## PROBLEM REQUIREMENTS
Tally every line of the entries that contains the string "ResponseType", then reply with only that number.

Stored items:
=== Begin Enclosure ===

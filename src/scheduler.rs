// src/scheduler.rs

use crate::constants::*;
use crate::error::{Result, SchedulerError};
use crate::models::{resolve_importance, Item, ResponseType, StatsMap, StatsSummary, WordStats};
use crate::store::StatsStore;
use log::{debug, error, info, warn};
use rand::Rng;

/// Priority scheduler for one study session.
///
/// Owns the logical clock and two stats maps: `session` (reset every run,
/// the only input to scheduling decisions) and `history` (the durable
/// baseline loaded from the store, only ever merged for display and saving).
pub struct Scheduler {
    store: Box<dyn StatsStore>,
    history: StatsMap,
    session: StatsMap,
    global_word_counter: i64,
    autosave: bool,
}

// --- Public Interface ---

impl Scheduler {
    /// Opens a session with the clock seeded to a small random offset.
    pub fn open(store: Box<dyn StatsStore>) -> Self {
        let seed = rand::thread_rng().gen_range(0..CLOCK_SEED_MAX);
        Self::with_seed(store, seed)
    }

    /// Opens a session with an explicit clock seed.
    pub fn with_seed(store: Box<dyn StatsStore>, seed: i64) -> Self {
        let history = match store.load() {
            Ok(stats) => stats,
            Err(e) => {
                warn!("Failed to load stats, starting with empty history: {}", e);
                StatsMap::new()
            }
        };
        info!(
            "Session opened: {} historical records, clock seeded at {}",
            history.len(),
            seed
        );

        Scheduler {
            store,
            history,
            session: StatsMap::new(),
            global_word_counter: seed,
            autosave: true,
        }
    }

    /// Persist after every graded response (on by default).
    pub fn set_autosave(&mut self, enabled: bool) {
        self.autosave = enabled;
    }

    pub fn global_word_counter(&self) -> i64 {
        self.global_word_counter
    }

    pub fn store(&self) -> &dyn StatsStore {
        self.store.as_ref()
    }

    /// Creates the session record for `item` or refreshes its importance.
    /// Counters of an existing record are never touched.
    pub fn init_item_stats(&mut self, item: &Item) -> Result<&WordStats> {
        let key = require_key(item)?;
        Ok(self.upsert(&key, item.importance))
    }

    /// Records a graded response and schedules the next review.
    ///
    /// A missing record is created first. When autosave is on and the store
    /// write fails, the error is returned but the in-memory update stands.
    pub fn update_stats(&mut self, item: &Item, response: ResponseType) -> Result<WordStats> {
        let key = require_key(item)?;
        let counter = self.global_word_counter;
        let stats = self.upsert(&key, item.importance);

        match response {
            ResponseType::Correct => stats.correct_count += 1,
            ResponseType::Sorta => stats.sorta_count += 1,
            ResponseType::Incorrect => stats.incorrect_count += 1,
        }

        let factor = interval_factor(stats.importance);
        let adjusted_interval = (response.base_interval() * factor).round() as i64;
        debug!(
            "[Schedule Input] {}: response {}, importance {}, factor {:.2}",
            key, response, stats.importance, factor
        );

        stats.next_review_count = counter + adjusted_interval;
        stats.last_seen_count = counter;
        let updated = stats.clone();

        self.global_word_counter += 1;

        info!(
            "[Schedule Result] {}: next review at {} (interval {}), clock -> {}",
            key, updated.next_review_count, adjusted_interval, self.global_word_counter
        );

        if self.autosave {
            self.save_stats()?;
        }
        Ok(updated)
    }

    /// Orders items so the one to show next comes first.
    ///
    /// `None` entries and items without a usable key are dropped. Items with
    /// no session record are initialised and scored in the same pass.
    pub fn sort_by_priority<I, T>(&mut self, items: I) -> Vec<Item>
    where
        I: IntoIterator<Item = T>,
        T: Into<Option<Item>>,
    {
        let clock = self.global_word_counter;
        let mut scored: Vec<(f64, Item)> = Vec::new();

        for entry in items {
            let item: Option<Item> = entry.into();
            let Some(item) = item else {
                continue;
            };
            let Some(key) = item.key() else {
                warn!("Skipping malformed item: {:?}", item);
                continue;
            };

            if !self.session.contains_key(&key) {
                self.upsert(&key, item.importance);
            }
            let Some(stats) = self.session.get_mut(&key) else {
                continue;
            };

            stats.priority_score = priority_score(stats, clock);
            scored.push((stats.priority_score, item));
        }

        // sort_by is stable: equal scores keep their input order.
        scored.sort_by(|a, b| a.0.total_cmp(&b.0));
        debug!("Sorted {} items at clock {}", scored.len(), clock);

        scored.into_iter().map(|(_, item)| item).collect()
    }

    /// Whether the item is due in this session. Unknown items are due.
    pub fn is_due(&self, item: &Item) -> bool {
        item.key()
            .and_then(|key| self.session.get(&key))
            .map_or(true, |s| s.next_review_count <= self.global_word_counter)
    }

    pub fn due_items<'a>(&self, items: &'a [Item]) -> Vec<&'a Item> {
        items.iter().filter(|item| self.is_due(item)).collect()
    }

    /// Session record only, as used by the scheduling math.
    pub fn session_stats(&self, item: &Item) -> Option<&WordStats> {
        item.key().and_then(|key| self.session.get(&key))
    }

    /// Lifetime totals: historical counters plus this session's.
    pub fn get_word_stats(&self, item: &Item) -> Option<StatsSummary> {
        let key = item.key()?;
        merge_summary(self.history.get(&key), self.session.get(&key))
    }

    pub fn get_stats_display(&self, item: &Item) -> String {
        let Some(total) = self.get_word_stats(item) else {
            return "New word".to_string();
        };
        match self.session_stats(item) {
            Some(session) => format!("Session: {}\nAll time: {}", session.summary(), total),
            None => format!("All time: {}", total),
        }
    }

    /// Persists history merged with the session. The in-memory baseline is
    /// left alone, so saving twice writes the same data.
    pub fn save_stats(&mut self) -> Result<()> {
        let merged = self.merged_stats();
        match self.store.save(&merged) {
            Ok(()) => {
                debug!("Saved {} records", merged.len());
                Ok(())
            }
            Err(e) => {
                error!("Failed to save stats: {}", e);
                Err(e)
            }
        }
    }

    /// Zeroes counters and clock positions for every known item, keeping
    /// importance, and resets the clock to 0. Nothing changes in memory
    /// unless the reset state was persisted.
    pub fn reset_stats(&mut self) -> Result<()> {
        let session: StatsMap = self
            .session
            .iter()
            .map(|(key, stats)| (key.clone(), stats.reset()))
            .collect();

        let mut history: StatsMap = self
            .history
            .iter()
            .map(|(key, stats)| (key.clone(), stats.reset()))
            .collect();
        for (key, stats) in &session {
            history.insert(key.clone(), stats.clone());
        }

        if let Err(e) = self.store.save(&history) {
            error!("Failed to persist reset, keeping current stats: {}", e);
            return Err(e);
        }

        info!("Reset {} records", history.len());
        self.history = history;
        self.session = session;
        self.global_word_counter = 0;
        Ok(())
    }
}

// --- Internal Logic ---

impl Scheduler {
    fn upsert(&mut self, key: &str, importance: Option<i64>) -> &mut WordStats {
        let declared = resolve_importance(importance);
        let history = &self.history;

        let stats = self.session.entry(key.to_string()).or_insert_with(|| {
            let importance = declared
                .or_else(|| history.get(key).map(|h| h.importance))
                .unwrap_or(IMPORTANCE_DEFAULT);
            debug!("New session record for {} (importance {})", key, importance);
            WordStats::new(importance)
        });

        if let Some(importance) = declared {
            stats.importance = importance;
        }
        stats
    }

    fn merged_stats(&self) -> StatsMap {
        let mut merged = self.history.clone();
        for (key, session) in &self.session {
            merged
                .entry(key.clone())
                .and_modify(|h| {
                    h.correct_count += session.correct_count;
                    h.sorta_count += session.sorta_count;
                    h.incorrect_count += session.incorrect_count;
                    h.importance = session.importance;
                    if session.total_reviews() > 0 {
                        h.last_seen_count = session.last_seen_count;
                        h.next_review_count = session.next_review_count;
                    }
                })
                .or_insert_with(|| session.clone());
        }
        merged
    }
}

fn require_key(item: &Item) -> Result<String> {
    item.key().ok_or_else(|| {
        SchedulerError::InvalidArgument(format!("item has no usable key: {:?}", item))
    })
}

/// 1.5 - importance * 0.1: importance 1 -> 1.4, importance 5 -> 1.0.
fn interval_factor(importance: i64) -> f64 {
    INTERVAL_FACTOR_BASE - importance as f64 * INTERVAL_FACTOR_STEP
}

/// Lower is shown sooner. Due items rank purely by importance; pending
/// items by distance to their review slot, shortened for important items.
fn priority_score(stats: &WordStats, clock: i64) -> f64 {
    let review_score = stats.next_review_count - clock;
    if review_score <= 0 {
        (DUE_SCORE_CEILING - stats.importance) as f64 * DUE_SCORE_MULTIPLIER
    } else {
        let factor = 1.0 - (stats.importance - 1) as f64 * PENDING_FACTOR_STEP;
        review_score as f64 * factor
    }
}

fn merge_summary(history: Option<&WordStats>, session: Option<&WordStats>) -> Option<StatsSummary> {
    match (history, session) {
        (None, None) => None,
        (Some(h), None) => Some(h.summary()),
        (None, Some(s)) => Some(s.summary()),
        (Some(h), Some(s)) => Some(StatsSummary {
            correct: h.correct_count + s.correct_count,
            sorta: h.sorta_count + s.sorta_count,
            incorrect: h.incorrect_count + s.incorrect_count,
            importance: s.importance,
        }),
    }
}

=== End Enclosure ===

## RESULT OF THIS EXERCISE
5